Task: From the first line of the data through the line containing "use crate::condition::Condition;", return each line exactly.

Data in this exercise:

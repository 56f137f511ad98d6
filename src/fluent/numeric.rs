//! Tolerance-based comparison for numeric and time values.

use std::fmt;
use std::time::Duration;

use chrono::{DateTime, Utc};

use super::builder::{shown, Assertion};
use crate::condition::Condition;

/// Types that support an absolute-tolerance equality check via
/// [`Assertion::within`].
pub trait Tolerance: Sized {
    type Delta: fmt::Debug + 'static;

    fn close_to(&self, other: &Self, delta: &Self::Delta) -> bool;
}

impl Tolerance for f64 {
    type Delta = f64;

    fn close_to(&self, other: &Self, delta: &Self::Delta) -> bool {
        (self - other).abs() <= *delta
    }
}

impl Tolerance for f32 {
    type Delta = f32;

    fn close_to(&self, other: &Self, delta: &Self::Delta) -> bool {
        (self - other).abs() <= *delta
    }
}

macro_rules! tolerance_signed {
    ($($ty:ty),*) => {
        $(
            impl Tolerance for $ty {
                type Delta = $ty;

                fn close_to(&self, other: &Self, delta: &Self::Delta) -> bool {
                    self.abs_diff(*other) <= delta.unsigned_abs()
                }
            }
        )*
    };
}

macro_rules! tolerance_unsigned {
    ($($ty:ty),*) => {
        $(
            impl Tolerance for $ty {
                type Delta = $ty;

                fn close_to(&self, other: &Self, delta: &Self::Delta) -> bool {
                    self.abs_diff(*other) <= *delta
                }
            }
        )*
    };
}

tolerance_signed!(i8, i16, i32, i64, isize);
tolerance_unsigned!(u8, u16, u32, u64, usize);

impl Tolerance for Duration {
    type Delta = Duration;

    fn close_to(&self, other: &Self, delta: &Self::Delta) -> bool {
        let difference = if self >= other {
            *self - *other
        } else {
            *other - *self
        };
        difference <= *delta
    }
}

impl Tolerance for DateTime<Utc> {
    type Delta = chrono::Duration;

    fn close_to(&self, other: &Self, delta: &Self::Delta) -> bool {
        let difference = if self >= other {
            *self - *other
        } else {
            *other - *self
        };
        difference <= *delta
    }
}

impl<T: Tolerance + fmt::Debug + Clone + 'static> Assertion<T> {
    /// Relax the preceding `is_equal_to` into an absolute-tolerance
    /// comparison. Calling `within()` without a preceding `is_equal_to` is
    /// an `Argument` error.
    ///
    /// # Example
    ///
    /// ```rust,ignore
    /// assert_that(measured).is_equal_to(9.81).within(0.05).assert();
    /// ```
    pub fn within(mut self, tolerance: T::Delta) -> Self {
        let call = format!("within({tolerance:?})");
        self.chain.push_call(call);
        match self.last_expected.take() {
            Some(expected) => {
                let phrase = format!(
                    "be equal to {} within {:?}",
                    shown(&expected),
                    tolerance
                );
                let condition = Condition::on_value(
                    phrase,
                    move |actual: &T| actual.close_to(&expected, &tolerance),
                    |actual| format!("found {}", shown(actual)),
                );
                if let Some(tree) = self.chain.tree.as_mut() {
                    tree.replace_last(condition);
                }
            }
            None => self.chain.invalid("within() must follow is_equal_to"),
        }
        self
    }
}

#[cfg(test)]
mod tests {
    use super::*;
    use crate::fluent::assert_that;

    #[test]
    fn test_integer_tolerance() {
        assert!(3.close_to(&5, &2));
        assert!(!3.close_to(&6, &2));
        assert!((-3i32).close_to(&-5, &2));
    }

    #[test]
    fn test_datetime_tolerance() {
        let base = Utc::now();
        let close = base + chrono::Duration::milliseconds(300);

        assert_that(close)
            .is_equal_to(base)
            .within(chrono::Duration::seconds(1))
            .assert();

        assert!(assert_that(close)
            .is_equal_to(base)
            .within(chrono::Duration::milliseconds(100))
            .check()
            .is_err());
    }

    #[test]
    fn test_within_survives_connectors() {
        assert_that(10.0_f64)
            .is_equal_to(10.1)
            .within(0.2)
            .and()
            .is_greater_than(9.0)
            .assert();
    }
}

Solved exercise:
repository 56f137f511ad98d6
filename src/fluent/numeric.rs
//! Tolerance-based comparison for numeric and time values.

use std::fmt;
use std::time::Duration;

use chrono::{DateTime, Utc};

use super::builder::{shown, Assertion};
use crate::condition::Condition;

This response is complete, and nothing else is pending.